Demnach sollte die Gesellschaft in Form von abgestuften, miteinander verbundenen Gruppen funktionieren, die jeweils eigene Aufgaben zu erfüllen haben. In gewissen Bereichen seien sie dann auf subsidium (Unterstützung) einer übergeordneten Gruppe angewiesen. Diese Unterstützung solle aber nur bei Bedarf einsetzen. Auch solle die übergeordnete Gruppe in keinem Fall die Aufgabe der nachrangigen Gruppe völlig übernehmen. Diese Lehre hat Althusius in Emden als Stadtsyndikus zwischen 1604 und 1638 praktiziert. Ab 1891 ging das Subsidiaritätsprinzip in die Soziallehre der katholischen Kirche ein und wurde in der Enzyklika „Rerum Novarum“ manifestiert. Sie hat freilich philosophische Vorläufer in der Antike, weshalb sich die Autoren auf Aristoteles und Thomas von Aquin beriefen. Es trat eine der katholischen Staatstheorie ein, die päpstlich zentralistische Auffassung vom Staatswesen wurde aufgegeben.
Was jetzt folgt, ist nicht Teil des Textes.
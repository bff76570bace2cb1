//! # StarPRNT Byte Constants
//!
//! Escape bytes and integer encoding shared by the StarPRNT commands this
//! emulator understands.
//!
//! ## Byte Order
//!
//! Multi-byte integers use **little-endian** encoding:
//! - `u16` value 0x1234 is sent as bytes `[0x34, 0x12]`
//!
//! ## Reference
//!
//! Based on "StarPRNT Command Specifications Rev. 4.10"
//! by Star Micronics Co., Ltd.

// ============================================================================
// ESCAPE SEQUENCE CONSTANTS
// ============================================================================

/// ESC (Escape) - Command prefix byte
///
/// Most StarPRNT commands begin with ESC (0x1B).
pub const ESC: u8 = 0x1B;

/// GS (Group Separator) - Extended command prefix
///
/// Used in combination with ESC for extended commands:
/// - `ESC GS` prefix for graphics, status, and advanced features
/// - Hex: 0x1D, Decimal: 29
pub const GS: u8 = 0x1D;

// ============================================================================
// HELPER FUNCTIONS
// ============================================================================

/// Encode a u16 value as little-endian bytes [low, high]
///
/// ## Example
///
/// ```
/// use cloudprnt_emulator::protocol::commands::u16_le;
///
/// assert_eq!(u16_le(0x1234), [0x34, 0x12]);
/// assert_eq!(u16_le(576), [0x40, 0x02]); // 576 = 0x0240
/// ```
#[inline]
pub const fn u16_le(value: u16) -> [u8; 2] {
    [value as u8, (value >> 8) as u8]
}

/// Decode a little-endian [low, high] byte pair
///
/// ```
/// use cloudprnt_emulator::protocol::commands::read_u16_le;
///
/// assert_eq!(read_u16_le(0xF4, 0x01), 500);
/// ```
#[inline]
pub const fn read_u16_le(low: u8, high: u8) -> u16 {
    low as u16 | (high as u16) << 8
}
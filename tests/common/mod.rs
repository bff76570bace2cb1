//! Fake CloudPRNT server for integration tests.
//!
//! Every request is recorded; replies come from a closure so each test can
//! script the server it needs.

#![allow(dead_code)]

use std::collections::HashMap;
use std::sync::{Arc, Mutex};

use axum::{
    Router,
    body::Bytes,
    extract::State,
    http::{HeaderMap, Method, StatusCode, Uri, header},
};
use cloudprnt_emulator::EmulatorConfig;
use reqwest::Url;

#[derive(Debug, Clone)]
pub struct Recorded {
    pub method: Method,
    pub path: String,
    pub query: HashMap<String, String>,
    pub authorization: Option<String>,
    pub body: Vec<u8>,
}

impl Recorded {
    pub fn json(&self) -> serde_json::Value {
        serde_json::from_slice(&self.body).unwrap()
    }
}

pub type Responder = Arc<dyn Fn(&Recorded) -> (StatusCode, Vec<u8>) + Send + Sync>;

#[derive(Clone)]
struct ServerState {
    requests: Arc<Mutex<Vec<Recorded>>>,
    responder: Responder,
}

pub struct FakeServer {
    pub base: String,
    requests: Arc<Mutex<Vec<Recorded>>>,
}

impl FakeServer {
    pub async fn start<F>(responder: F) -> Self
    where
        F: Fn(&Recorded) -> (StatusCode, Vec<u8>) + Send + Sync + 'static,
    {
        let requests = Arc::new(Mutex::new(Vec::new()));
        let state = ServerState {
            requests: requests.clone(),
            responder: Arc::new(responder),
        };
        let app = Router::new().fallback(handle).with_state(state);

        let listener = tokio::net::TcpListener::bind("127.0.0.1:0").await.unwrap();
        let addr = listener.local_addr().unwrap();
        tokio::spawn(async move {
            axum::serve(listener, app).await.unwrap();
        });

        Self {
            base: format!("http://{}", addr),
            requests,
        }
    }

    /// Poll endpoint URL on this server.
    pub fn poll_url(&self) -> String {
        format!("{}/cloudprnt/poll", self.base)
    }

    pub fn config(&self, interval_secs: u64) -> EmulatorConfig {
        EmulatorConfig::new(&self.poll_url(), interval_secs).unwrap()
    }

    pub fn requests(&self) -> Vec<Recorded> {
        self.requests.lock().unwrap().clone()
    }

    pub fn methods(&self) -> Vec<Method> {
        self.requests().into_iter().map(|r| r.method).collect()
    }
}

async fn handle(
    State(state): State<ServerState>,
    method: Method,
    uri: Uri,
    headers: HeaderMap,
    body: Bytes,
) -> (StatusCode, Vec<u8>) {
    let url = Url::parse(&format!("http://fake{}", uri)).unwrap();
    let recorded = Recorded {
        method,
        path: url.path().to_string(),
        query: url.query_pairs().into_owned().collect(),
        authorization: headers
            .get(header::AUTHORIZATION)
            .and_then(|v| v.to_str().ok())
            .map(str::to_string),
        body: body.to_vec(),
    };

    let reply = (state.responder)(&recorded);
    state.requests.lock().unwrap().push(recorded);
    reply
}

pub fn json(value: serde_json::Value) -> (StatusCode, Vec<u8>) {
    (StatusCode::OK, serde_json::to_vec(&value).unwrap())
}

pub fn status(code: StatusCode) -> (StatusCode, Vec<u8>) {
    (code, Vec::new())
}
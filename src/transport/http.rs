//! # HTTP Polling Transport
//!
//! The classic CloudPRNT loop: push status, and when the server says a job
//! is ready, fetch it, render it and acknowledge it.
//!
//! ```text
//!            ┌──────────── jobReady = false ───────────┐
//!            ▼           (answer clientAction, sleep)  │
//!      ┌──────────┐                                    │
//!      │ Polling  │ ── POST status ────────────────────┘
//!      └──────────┘
//!            │ jobReady = true
//!            ▼
//!      ┌──────────┐  GET payload ─► decode ─► write
//!      │Servicing │  DELETE code=200|500|510   (always, exactly once)
//!      └──────────┘
//! ```
//!
//! This module performs single steps; the loop itself lives in
//! [`session`](crate::session).

use std::sync::Arc;
use std::time::Duration;

use tracing::{debug, info};

use super::client::CloudPrntClient;
use crate::cloudprnt::job::select_media_type;
use crate::cloudprnt::messages::answer_client_actions;
use crate::cloudprnt::{AckCode, Job, PendingJob, PollStatus, StatusReport};
use crate::error::CloudPrntError;
use crate::output::{self, JobSink};

/// A job the server announced as ready.
#[derive(Debug, Clone, PartialEq, Eq)]
pub struct JobNotice {
    pub token: Option<String>,
    pub media_types: Option<Vec<String>>,
}

/// Result of one status push.
#[derive(Debug, Clone, PartialEq, Eq)]
pub enum PollOutcome {
    Idle,
    JobReady(JobNotice),
}

impl From<PollStatus> for PollOutcome {
    fn from(status: PollStatus) -> Self {
        if status.job_ready {
            Self::JobReady(JobNotice {
                token: status.job_token,
                media_types: status.media_types,
            })
        } else {
            Self::Idle
        }
    }
}

pub struct HttpPoller {
    client: Arc<CloudPrntClient>,
    poll_interval: Duration,
    rotate: bool,
    sink: Arc<dyn JobSink>,
}

impl HttpPoller {
    pub fn new(
        client: Arc<CloudPrntClient>,
        poll_interval: Duration,
        rotate: bool,
        sink: Arc<dyn JobSink>,
    ) -> Self {
        Self {
            client,
            poll_interval,
            rotate,
            sink,
        }
    }

    pub fn poll_interval(&self) -> Duration {
        self.poll_interval
    }

    /// Push the idle status. Client actions on an idle reply are answered
    /// in one follow-up POST before returning.
    pub async fn poll(&self) -> Result<PollOutcome, CloudPrntError> {
        let mac = self.client.identity().as_str();
        let mut status = self.client.post_status(&StatusReport::idle(mac)).await?;

        if !status.job_ready
            && let Some(requests) = status.client_action.take()
        {
            let results = answer_client_actions(&requests, self.poll_interval);
            if !results.is_empty() {
                debug!(count = results.len(), "Answering client actions");
                self.client
                    .post_report(&StatusReport::with_client_actions(mac, results))
                    .await?;
            }
        }

        Ok(PollOutcome::from(status))
    }

    /// Service one job and acknowledge it.
    ///
    /// The DELETE is sent whatever happened while fetching, decoding or
    /// writing; only a failure of the DELETE itself is returned as an error.
    pub async fn service(&self, notice: JobNotice) -> Result<AckCode, CloudPrntError> {
        info!(token = ?notice.token, media_types = ?notice.media_types, "Job ready");

        let mut job = PendingJob::new(notice.token.clone());
        let outcome = self.fetch_and_write(notice).await;
        job.settle(outcome);

        let ack = job.into_ack();
        self.client.acknowledge(&ack).await?;
        info!(code = %ack.code, "Job finished");
        Ok(ack.code)
    }

    async fn fetch_and_write(&self, notice: JobNotice) -> Result<(), CloudPrntError> {
        let media_type = select_media_type(notice.media_types.as_deref())?;
        let payload = self
            .client
            .fetch_job(media_type, notice.token.as_deref())
            .await?;

        let rendered = Job {
            token: notice.token,
            media_type: media_type.to_string(),
            payload,
        }
        .render(self.rotate)?;

        output::write_blocking(self.sink.clone(), rendered).await
    }
}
Diese hatte zuvor über fast zwei Jahrtausende postuliert, dass der Staat von einem Monarchen mit des Papstes Segen gelenkt werde, der über göttliche Rechte verfüge.

Papst Pius XI. formulierte 1931 in seiner Sozialenzyklika Quadragesimo anno das Subsidiaritätsprinzip klassisch als Gesellschaftsansatz, der den seinerzeit vorherrschenden Tendenzen des Totalitarismus in Europa entgegenstand. Nach dieser Sozialenzyklika sollte das Individuum mitsamt seiner persönlichen Leistungsfähigkeit der Maßstab des Handelns sein, während das überindividuelle Handeln zu begrenzen sei. Der deutsche Jesuitenpater Oswald von Nell-Breuning vertrat vehement das Subsidiaritätsprinzip. Er berief sich auf die Sozialenzyklika von Pius XI., die er als „höchst bedeutenden sozialphilosophischen Grundsatz“ bezeichnete. Seiner Auffassung nach sollte nichts, was ein einzelner Mensch aus eigener Initiative leisten kann, diesem entzogen werden. Hilfe von oben solle er nur bei Bedarf bekommen. Laut von Nell-Breuning ist jedwede Gesellschaftstätigkeit ihrem Wesen nach subsidiär und unterstützt damit den Sozialkörper.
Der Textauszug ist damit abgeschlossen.